* **What you should do**: Please repeat each entry. Match every word exactly.

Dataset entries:
▬▬▬▬▬▬

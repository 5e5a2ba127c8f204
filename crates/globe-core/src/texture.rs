//! Base-map loading policy and CPU-side image preparation.
//!
//! Fetching happens in the web frontend; everything from the raw bytes up to
//! an upload-ready mip chain lives here so it can be exercised on the host.

use crate::capabilities::RendererCapabilities;
use crate::constants::{
    DEEP_OCEAN_RGBA, FALLBACK_MAP_URL, MIN_PLAUSIBLE_TEXTURE_PX, PRIMARY_MAP_URL,
};
use crate::error::TextureError;
use image::imageops::{self, FilterType};
use image::RgbaImage;

#[derive(Clone, Copy, Debug, PartialEq, Eq)]
pub enum MapSource {
    Primary,
    Fallback,
}

impl MapSource {
    pub fn url(self) -> &'static str {
        match self {
            MapSource::Primary => PRIMARY_MAP_URL,
            MapSource::Fallback => FALLBACK_MAP_URL,
        }
    }
}

/// Yields the primary source, then the fallback, then nothing.
#[derive(Clone, Debug)]
pub struct FallbackChain {
    remaining: std::vec::IntoIter<MapSource>,
}

impl Default for FallbackChain {
    fn default() -> Self {
        Self {
            remaining: vec![MapSource::Primary, MapSource::Fallback].into_iter(),
        }
    }
}

impl Iterator for FallbackChain {
    type Item = MapSource;

    fn next(&mut self) -> Option<MapSource> {
        self.remaining.next()
    }
}

#[derive(Clone, Copy, Debug, Default, PartialEq, Eq)]
pub enum TextureStatus {
    #[default]
    Pending,
    Loaded {
        width: u32,
        height: u32,
        source: MapSource,
    },
    Missing,
}

impl TextureStatus {
    pub fn is_loaded(&self) -> bool {
        matches!(self, TextureStatus::Loaded { .. })
    }
}

/// Where texel row 0 lands in the renderer's UV space.
#[derive(Clone, Copy, Debug, PartialEq, Eq)]
pub enum UvOrigin {
    /// v = 0 samples the first image row (WebGPU convention).
    TopLeft,
    /// v = 0 samples the last image row (GL convention).
    BottomLeft,
}

/// An image ready for upload: level 0 first, each level half the previous.
#[derive(Clone, Debug)]
pub struct PreparedMap {
    pub source: MapSource,
    /// Dimensions as decoded, before any capability clamp.
    pub original_size: (u32, u32),
    pub levels: Vec<RgbaImage>,
}

impl PreparedMap {
    pub fn size(&self) -> (u32, u32) {
        self.levels
            .first()
            .map(|l| l.dimensions())
            .unwrap_or((0, 0))
    }
}

#[inline]
pub fn is_plausible(width: u32, height: u32) -> bool {
    width > MIN_PLAUSIBLE_TEXTURE_PX && height > MIN_PLAUSIBLE_TEXTURE_PX
}

/// Paint fully transparent texels deep-ocean blue so the atmosphere never
/// shows through holes in the map. Returns how many texels were filled.
pub fn fill_transparent(img: &mut RgbaImage) -> usize {
    let mut filled = 0;
    for px in img.pixels_mut() {
        if px.0[3] == 0 {
            px.0 = DEEP_OCEAN_RGBA;
            filled += 1;
        }
    }
    filled
}

pub fn normalize_orientation(img: &mut RgbaImage, origin: UvOrigin) {
    if origin == UvOrigin::BottomLeft {
        imageops::flip_vertical_in_place(img);
    }
}

/// Number of mip levels for a full chain down to 1x1.
#[inline]
pub fn mip_level_count(width: u32, height: u32) -> u32 {
    32 - width.max(height).max(1).leading_zeros()
}

/// Downscale so neither side exceeds `max_dim`, keeping the aspect ratio.
pub fn fit_within(img: RgbaImage, max_dim: u32) -> RgbaImage {
    let (w, h) = img.dimensions();
    if w <= max_dim && h <= max_dim {
        return img;
    }
    let scale = max_dim as f64 / w.max(h) as f64;
    let nw = ((w as f64 * scale).floor() as u32).max(1);
    let nh = ((h as f64 * scale).floor() as u32).max(1);
    imageops::resize(&img, nw, nh, FilterType::Triangle)
}

pub fn build_mip_chain(base: RgbaImage) -> Vec<RgbaImage> {
    let (w, h) = base.dimensions();
    let count = mip_level_count(w, h) as usize;
    let mut levels = Vec::with_capacity(count);
    levels.push(base);
    while levels.len() < count {
        let Some(prev) = levels.last() else { break };
        let (pw, ph) = prev.dimensions();
        let next = imageops::resize(prev, (pw / 2).max(1), (ph / 2).max(1), FilterType::Triangle);
        levels.push(next);
    }
    levels
}

/// Decode and prepare one candidate base map.
pub fn prepare_base_map(
    bytes: &[u8],
    source: MapSource,
    caps: &RendererCapabilities,
    origin: UvOrigin,
) -> Result<PreparedMap, TextureError> {
    let decoded = image::load_from_memory(bytes).map_err(|e| TextureError::Decode {
        source_kind: source,
        reason: e.to_string(),
    })?;
    let mut img = decoded.to_rgba8();
    let (width, height) = img.dimensions();
    if !is_plausible(width, height) {
        return Err(TextureError::Implausible {
            source_kind: source,
            width,
            height,
        });
    }
    let filled = fill_transparent(&mut img);
    log::info!(
        "[texture] {:?} decoded {}x{}, filled {} transparent texels",
        source,
        width,
        height,
        filled
    );
    normalize_orientation(&mut img, origin);
    let img = fit_within(img, caps.max_texture_dimension);
    Ok(PreparedMap {
        source,
        original_size: (width, height),
        levels: build_mip_chain(img),
    })
}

▬▬▬▬▬▬

* **Result for this exercise**:
repository 5e5a2ba127c8f204
filename crates/globe-core/src/texture.rs
//! Base-map loading policy and CPU-side image preparation.
//!
//! Fetching happens in the web frontend; everything from the raw bytes up to
//! an upload-ready mip chain lives here so it can be exercised on the host.

use crate::capabilities::RendererCapabilities;
use crate::constants::{
    DEEP_OCEAN_RGBA, FALLBACK_MAP_URL, MIN_PLAUSIBLE_TEXTURE_PX, PRIMARY_MAP_URL,
};
use crate::error::TextureError;
use image::imageops::{self, FilterType};
use image::RgbaImage;

#[derive(Clone, Copy, Debug, PartialEq, Eq)]
pub enum MapSource {
    Primary,
    Fallback,
}

impl MapSource {
    pub fn url(self) -> &'static str {
        match self {
            MapSource::Primary => PRIMARY_MAP_URL,
            MapSource::Fallback => FALLBACK_MAP_URL,
        }
    }
}

/// Yields the primary source, then the fallback, then nothing.
#[derive(Clone, Debug)]
pub struct FallbackChain {
    remaining: std::vec::IntoIter<MapSource>,
}

impl Default for FallbackChain {
    fn default() -> Self {
        Self {
            remaining: vec![MapSource::Primary, MapSource::Fallback].into_iter(),
        }
    }
}

impl Iterator for FallbackChain {
    type Item = MapSource;

    fn next(&mut self) -> Option<MapSource> {
        self.remaining.next()
    }
}

#[derive(Clone, Copy, Debug, Default, PartialEq, Eq)]
pub enum TextureStatus {
    #[default]
    Pending,
    Loaded {
        width: u32,
        height: u32,
        source: MapSource,
    },
    Missing,
}

impl TextureStatus {
    pub fn is_loaded(&self) -> bool {
        matches!(self, TextureStatus::Loaded { .. })
    }
}

/// Where texel row 0 lands in the renderer's UV space.
#[derive(Clone, Copy, Debug, PartialEq, Eq)]
pub enum UvOrigin {
    /// v = 0 samples the first image row (WebGPU convention).
    TopLeft,
    /// v = 0 samples the last image row (GL convention).
    BottomLeft,
}

/// An image ready for upload: level 0 first, each level half the previous.
#[derive(Clone, Debug)]
pub struct PreparedMap {
    pub source: MapSource,
    /// Dimensions as decoded, before any capability clamp.
    pub original_size: (u32, u32),
    pub levels: Vec<RgbaImage>,
}

impl PreparedMap {
    pub fn size(&self) -> (u32, u32) {
        self.levels
            .first()
            .map(|l| l.dimensions())
            .unwrap_or((0, 0))
    }
}

#[inline]
pub fn is_plausible(width: u32, height: u32) -> bool {
    width > MIN_PLAUSIBLE_TEXTURE_PX && height > MIN_PLAUSIBLE_TEXTURE_PX
}

/// Paint fully transparent texels deep-ocean blue so the atmosphere never
/// shows through holes in the map. Returns how many texels were filled.
pub fn fill_transparent(img: &mut RgbaImage) -> usize {
    let mut filled = 0;
    for px in img.pixels_mut() {
        if px.0[3] == 0 {
            px.0 = DEEP_OCEAN_RGBA;
            filled += 1;
        }
    }
    filled
}

pub fn normalize_orientation(img: &mut RgbaImage, origin: UvOrigin) {
    if origin == UvOrigin::BottomLeft {
        imageops::flip_vertical_in_place(img);
    }
}

/// Number of mip levels for a full chain down to 1x1.
#[inline]
pub fn mip_level_count(width: u32, height: u32) -> u32 {
    32 - width.max(height).max(1).leading_zeros()
}

/// Downscale so neither side exceeds `max_dim`, keeping the aspect ratio.
pub fn fit_within(img: RgbaImage, max_dim: u32) -> RgbaImage {
    let (w, h) = img.dimensions();
    if w <= max_dim && h <= max_dim {
        return img;
    }
    let scale = max_dim as f64 / w.max(h) as f64;
    let nw = ((w as f64 * scale).floor() as u32).max(1);
    let nh = ((h as f64 * scale).floor() as u32).max(1);
    imageops::resize(&img, nw, nh, FilterType::Triangle)
}

pub fn build_mip_chain(base: RgbaImage) -> Vec<RgbaImage> {
    let (w, h) = base.dimensions();
    let count = mip_level_count(w, h) as usize;
    let mut levels = Vec::with_capacity(count);
    levels.push(base);
    while levels.len() < count {
        let Some(prev) = levels.last() else { break };
        let (pw, ph) = prev.dimensions();
        let next = imageops::resize(prev, (pw / 2).max(1), (ph / 2).max(1), FilterType::Triangle);
        levels.push(next);
    }
    levels
}

/// Decode and prepare one candidate base map.
pub fn prepare_base_map(
    bytes: &[u8],
    source: MapSource,
    caps: &RendererCapabilities,
    origin: UvOrigin,
) -> Result<PreparedMap, TextureError> {
    let decoded = image::load_from_memory(bytes).map_err(|e| TextureError::Decode {
        source_kind: source,
        reason: e.to_string(),
    })?;
    let mut img = decoded.to_rgba8();
    let (width, height) = img.dimensions();
    if !is_plausible(width, height) {
        return Err(TextureError::Implausible {
            source_kind: source,
            width,
            height,
        });
    }
    let filled = fill_transparent(&mut img);
    log::info!(
        "[texture] {:?} decoded {}x{}, filled {} transparent texels",
        source,
        width,
        height,
        filled
    );
    normalize_orientation(&mut img, origin);
    let img = fit_within(img, caps.max_texture_dimension);
    Ok(PreparedMap {
        source,
        original_size: (width, height),
        levels: build_mip_chain(img),
    })
}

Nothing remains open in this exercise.